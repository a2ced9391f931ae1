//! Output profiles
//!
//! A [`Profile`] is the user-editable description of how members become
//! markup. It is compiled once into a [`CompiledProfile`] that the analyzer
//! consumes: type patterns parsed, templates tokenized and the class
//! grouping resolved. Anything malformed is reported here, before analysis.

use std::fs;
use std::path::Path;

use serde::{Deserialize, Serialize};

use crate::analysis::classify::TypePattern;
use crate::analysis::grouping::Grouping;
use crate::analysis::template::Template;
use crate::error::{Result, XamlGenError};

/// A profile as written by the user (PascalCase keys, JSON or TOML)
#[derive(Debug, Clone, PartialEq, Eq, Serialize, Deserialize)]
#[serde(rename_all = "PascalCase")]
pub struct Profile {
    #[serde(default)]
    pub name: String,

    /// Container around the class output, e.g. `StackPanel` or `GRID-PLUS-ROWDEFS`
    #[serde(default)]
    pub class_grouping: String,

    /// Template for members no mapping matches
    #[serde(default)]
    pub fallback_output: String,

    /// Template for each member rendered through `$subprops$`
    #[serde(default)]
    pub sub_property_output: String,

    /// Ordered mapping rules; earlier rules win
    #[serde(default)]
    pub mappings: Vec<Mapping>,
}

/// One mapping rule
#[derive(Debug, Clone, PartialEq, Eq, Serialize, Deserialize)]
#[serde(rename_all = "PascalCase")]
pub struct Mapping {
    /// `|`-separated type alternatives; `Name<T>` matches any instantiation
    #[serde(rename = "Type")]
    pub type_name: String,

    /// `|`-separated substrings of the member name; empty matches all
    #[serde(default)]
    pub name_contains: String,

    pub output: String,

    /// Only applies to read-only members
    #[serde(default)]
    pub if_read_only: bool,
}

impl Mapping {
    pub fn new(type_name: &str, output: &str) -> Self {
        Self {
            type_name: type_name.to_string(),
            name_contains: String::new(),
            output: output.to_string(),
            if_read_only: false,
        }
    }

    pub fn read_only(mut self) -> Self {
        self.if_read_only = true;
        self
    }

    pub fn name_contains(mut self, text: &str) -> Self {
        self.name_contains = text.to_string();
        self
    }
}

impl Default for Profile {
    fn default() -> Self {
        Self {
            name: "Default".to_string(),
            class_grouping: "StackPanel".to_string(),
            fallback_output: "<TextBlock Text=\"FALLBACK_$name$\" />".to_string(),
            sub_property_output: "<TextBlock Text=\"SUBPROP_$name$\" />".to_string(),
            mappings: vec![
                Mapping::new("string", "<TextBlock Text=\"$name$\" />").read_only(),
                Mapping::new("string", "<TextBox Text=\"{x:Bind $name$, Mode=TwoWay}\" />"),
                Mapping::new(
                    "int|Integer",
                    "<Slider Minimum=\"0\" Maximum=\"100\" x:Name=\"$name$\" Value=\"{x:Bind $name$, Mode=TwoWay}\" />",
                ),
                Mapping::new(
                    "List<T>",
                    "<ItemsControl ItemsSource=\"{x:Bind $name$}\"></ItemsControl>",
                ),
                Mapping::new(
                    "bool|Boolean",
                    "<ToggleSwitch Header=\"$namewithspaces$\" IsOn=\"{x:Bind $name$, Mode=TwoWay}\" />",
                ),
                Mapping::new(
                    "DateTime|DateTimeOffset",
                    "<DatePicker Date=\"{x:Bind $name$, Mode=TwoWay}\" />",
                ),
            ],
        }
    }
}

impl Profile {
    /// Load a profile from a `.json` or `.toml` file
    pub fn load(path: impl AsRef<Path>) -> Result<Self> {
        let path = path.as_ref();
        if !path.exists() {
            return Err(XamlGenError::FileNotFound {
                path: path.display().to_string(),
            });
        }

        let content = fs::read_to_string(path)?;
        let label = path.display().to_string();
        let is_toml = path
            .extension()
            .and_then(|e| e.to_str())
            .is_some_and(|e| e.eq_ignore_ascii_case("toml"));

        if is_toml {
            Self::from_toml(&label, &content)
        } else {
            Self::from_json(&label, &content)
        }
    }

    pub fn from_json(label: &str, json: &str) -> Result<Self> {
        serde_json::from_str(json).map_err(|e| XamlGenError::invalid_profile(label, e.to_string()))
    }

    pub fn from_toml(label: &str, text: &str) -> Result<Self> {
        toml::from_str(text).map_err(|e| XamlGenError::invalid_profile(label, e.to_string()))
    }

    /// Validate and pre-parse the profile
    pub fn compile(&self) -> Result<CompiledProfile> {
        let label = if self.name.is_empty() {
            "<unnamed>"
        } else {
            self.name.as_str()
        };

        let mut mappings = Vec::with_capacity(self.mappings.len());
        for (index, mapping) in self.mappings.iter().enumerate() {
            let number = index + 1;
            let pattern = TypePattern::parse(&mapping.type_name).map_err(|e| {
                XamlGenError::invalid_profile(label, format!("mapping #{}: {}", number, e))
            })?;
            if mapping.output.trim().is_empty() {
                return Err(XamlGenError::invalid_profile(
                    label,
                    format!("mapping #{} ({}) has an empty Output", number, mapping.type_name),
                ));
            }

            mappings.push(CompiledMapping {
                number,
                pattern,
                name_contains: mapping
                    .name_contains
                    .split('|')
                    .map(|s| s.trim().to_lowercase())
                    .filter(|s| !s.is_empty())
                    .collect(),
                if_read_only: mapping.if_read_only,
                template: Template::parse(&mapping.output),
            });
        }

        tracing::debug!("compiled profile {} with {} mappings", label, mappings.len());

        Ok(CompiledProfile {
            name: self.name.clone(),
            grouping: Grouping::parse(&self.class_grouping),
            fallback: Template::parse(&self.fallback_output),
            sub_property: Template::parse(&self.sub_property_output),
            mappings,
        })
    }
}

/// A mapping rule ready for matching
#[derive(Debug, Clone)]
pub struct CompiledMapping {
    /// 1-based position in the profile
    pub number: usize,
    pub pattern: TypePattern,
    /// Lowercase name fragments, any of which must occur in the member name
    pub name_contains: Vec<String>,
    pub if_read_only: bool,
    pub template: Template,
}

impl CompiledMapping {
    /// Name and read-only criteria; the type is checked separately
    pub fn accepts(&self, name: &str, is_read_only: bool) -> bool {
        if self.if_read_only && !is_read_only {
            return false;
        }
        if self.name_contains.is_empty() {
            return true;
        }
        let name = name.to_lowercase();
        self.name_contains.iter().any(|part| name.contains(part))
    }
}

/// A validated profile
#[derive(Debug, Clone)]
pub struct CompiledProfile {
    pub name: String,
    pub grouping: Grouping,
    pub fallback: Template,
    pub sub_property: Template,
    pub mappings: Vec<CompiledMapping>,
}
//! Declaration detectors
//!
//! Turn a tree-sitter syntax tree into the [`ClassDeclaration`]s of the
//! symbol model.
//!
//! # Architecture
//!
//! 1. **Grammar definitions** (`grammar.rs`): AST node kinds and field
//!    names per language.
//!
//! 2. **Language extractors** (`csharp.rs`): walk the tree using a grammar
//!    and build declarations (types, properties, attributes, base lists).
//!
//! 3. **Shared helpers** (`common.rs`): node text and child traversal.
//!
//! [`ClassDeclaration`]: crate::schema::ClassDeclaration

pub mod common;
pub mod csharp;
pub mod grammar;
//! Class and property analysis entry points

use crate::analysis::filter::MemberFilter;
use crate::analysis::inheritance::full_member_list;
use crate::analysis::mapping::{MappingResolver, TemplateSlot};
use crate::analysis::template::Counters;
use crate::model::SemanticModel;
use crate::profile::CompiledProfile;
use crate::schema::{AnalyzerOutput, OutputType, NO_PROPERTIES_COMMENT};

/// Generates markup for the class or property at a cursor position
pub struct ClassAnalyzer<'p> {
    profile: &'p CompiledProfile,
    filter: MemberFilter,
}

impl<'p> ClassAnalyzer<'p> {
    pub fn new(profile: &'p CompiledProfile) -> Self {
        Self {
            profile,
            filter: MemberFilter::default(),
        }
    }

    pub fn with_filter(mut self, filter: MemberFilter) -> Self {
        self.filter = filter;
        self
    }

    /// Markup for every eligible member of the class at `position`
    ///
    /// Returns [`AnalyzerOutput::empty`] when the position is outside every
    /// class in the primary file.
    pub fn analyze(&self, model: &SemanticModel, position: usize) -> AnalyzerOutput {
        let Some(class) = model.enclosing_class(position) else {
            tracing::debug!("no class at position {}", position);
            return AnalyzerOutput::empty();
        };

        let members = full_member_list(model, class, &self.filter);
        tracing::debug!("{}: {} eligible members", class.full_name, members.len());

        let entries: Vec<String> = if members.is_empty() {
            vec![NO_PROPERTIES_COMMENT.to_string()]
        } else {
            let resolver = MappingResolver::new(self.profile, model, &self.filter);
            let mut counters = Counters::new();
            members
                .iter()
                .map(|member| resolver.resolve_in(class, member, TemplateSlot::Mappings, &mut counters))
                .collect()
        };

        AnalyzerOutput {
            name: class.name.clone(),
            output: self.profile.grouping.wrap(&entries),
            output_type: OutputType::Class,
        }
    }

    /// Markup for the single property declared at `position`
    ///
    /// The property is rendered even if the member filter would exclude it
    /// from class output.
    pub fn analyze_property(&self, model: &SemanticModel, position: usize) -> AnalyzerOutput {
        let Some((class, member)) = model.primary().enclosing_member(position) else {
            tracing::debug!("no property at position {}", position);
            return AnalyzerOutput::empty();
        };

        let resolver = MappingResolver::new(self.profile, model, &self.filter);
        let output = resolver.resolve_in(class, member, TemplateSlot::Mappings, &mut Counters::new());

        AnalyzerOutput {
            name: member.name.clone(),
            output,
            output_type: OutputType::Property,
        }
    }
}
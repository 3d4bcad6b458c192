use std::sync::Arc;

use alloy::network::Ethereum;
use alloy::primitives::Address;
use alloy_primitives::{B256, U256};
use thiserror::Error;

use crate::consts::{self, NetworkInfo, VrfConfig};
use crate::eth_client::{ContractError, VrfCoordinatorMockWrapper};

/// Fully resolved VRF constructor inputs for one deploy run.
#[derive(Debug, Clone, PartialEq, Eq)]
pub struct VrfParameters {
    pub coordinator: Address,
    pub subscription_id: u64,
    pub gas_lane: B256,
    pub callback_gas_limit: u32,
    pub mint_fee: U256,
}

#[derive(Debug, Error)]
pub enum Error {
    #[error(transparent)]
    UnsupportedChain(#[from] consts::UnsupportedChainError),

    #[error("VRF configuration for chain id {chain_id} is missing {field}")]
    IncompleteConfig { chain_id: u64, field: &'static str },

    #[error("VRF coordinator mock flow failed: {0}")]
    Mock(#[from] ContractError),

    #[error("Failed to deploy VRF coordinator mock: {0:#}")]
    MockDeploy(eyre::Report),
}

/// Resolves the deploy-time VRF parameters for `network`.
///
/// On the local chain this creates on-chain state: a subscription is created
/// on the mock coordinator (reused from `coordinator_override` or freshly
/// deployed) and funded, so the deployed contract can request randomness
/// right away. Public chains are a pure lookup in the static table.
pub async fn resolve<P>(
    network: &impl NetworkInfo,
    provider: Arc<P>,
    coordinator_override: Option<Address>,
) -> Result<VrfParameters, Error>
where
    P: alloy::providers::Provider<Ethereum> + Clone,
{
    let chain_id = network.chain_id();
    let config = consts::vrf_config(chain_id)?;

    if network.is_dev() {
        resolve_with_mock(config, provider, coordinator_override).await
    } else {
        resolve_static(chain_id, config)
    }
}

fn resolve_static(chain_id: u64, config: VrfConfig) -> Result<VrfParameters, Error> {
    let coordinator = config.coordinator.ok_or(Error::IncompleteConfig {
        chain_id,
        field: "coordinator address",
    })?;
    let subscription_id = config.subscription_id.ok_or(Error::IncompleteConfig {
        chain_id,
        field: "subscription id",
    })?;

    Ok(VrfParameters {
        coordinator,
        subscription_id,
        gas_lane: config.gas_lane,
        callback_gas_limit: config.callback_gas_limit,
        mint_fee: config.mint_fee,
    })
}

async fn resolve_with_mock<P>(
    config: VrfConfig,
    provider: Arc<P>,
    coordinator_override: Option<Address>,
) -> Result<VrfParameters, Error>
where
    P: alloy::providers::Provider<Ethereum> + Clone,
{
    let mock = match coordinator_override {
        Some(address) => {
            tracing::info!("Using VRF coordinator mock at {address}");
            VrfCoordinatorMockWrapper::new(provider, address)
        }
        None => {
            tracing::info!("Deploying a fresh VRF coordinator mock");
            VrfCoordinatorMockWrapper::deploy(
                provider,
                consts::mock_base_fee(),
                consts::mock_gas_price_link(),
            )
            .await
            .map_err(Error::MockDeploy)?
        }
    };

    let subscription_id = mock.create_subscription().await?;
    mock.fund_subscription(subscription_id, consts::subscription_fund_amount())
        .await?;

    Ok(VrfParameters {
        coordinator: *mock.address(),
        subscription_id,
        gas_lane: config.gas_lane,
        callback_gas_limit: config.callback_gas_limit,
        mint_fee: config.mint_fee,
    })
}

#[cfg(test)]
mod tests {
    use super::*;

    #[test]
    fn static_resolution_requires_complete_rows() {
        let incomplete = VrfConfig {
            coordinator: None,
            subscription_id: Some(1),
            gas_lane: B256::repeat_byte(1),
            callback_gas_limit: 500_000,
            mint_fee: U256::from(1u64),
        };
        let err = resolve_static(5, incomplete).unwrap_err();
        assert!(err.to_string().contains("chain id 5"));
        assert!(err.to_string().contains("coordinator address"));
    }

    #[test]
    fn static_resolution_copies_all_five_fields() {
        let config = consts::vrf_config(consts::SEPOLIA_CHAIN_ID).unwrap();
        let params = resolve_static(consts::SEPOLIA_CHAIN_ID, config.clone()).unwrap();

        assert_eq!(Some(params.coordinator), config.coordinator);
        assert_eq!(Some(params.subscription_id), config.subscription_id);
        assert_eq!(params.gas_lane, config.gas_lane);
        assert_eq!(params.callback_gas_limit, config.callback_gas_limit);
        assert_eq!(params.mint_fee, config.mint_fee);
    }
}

▶ TASK TO CARRY OUT: Beginning at the first line above, repeat exactly until the line containing "use crate::analysis::template::Template;", which is included.

▶ RESULT OF THIS EXERCISE:
repository a2ced9391f931ae1
//! Output profiles
//!
//! A [`Profile`] is the user-editable description of how members become
//! markup. It is compiled once into a [`CompiledProfile`] that the analyzer
//! consumes: type patterns parsed, templates tokenized and the class
//! grouping resolved. Anything malformed is reported here, before analysis.

use std::fs;
use std::path::Path;

use serde::{Deserialize, Serialize};

use crate::analysis::classify::TypePattern;
use crate::analysis::grouping::Grouping;
use crate::analysis::template::Template;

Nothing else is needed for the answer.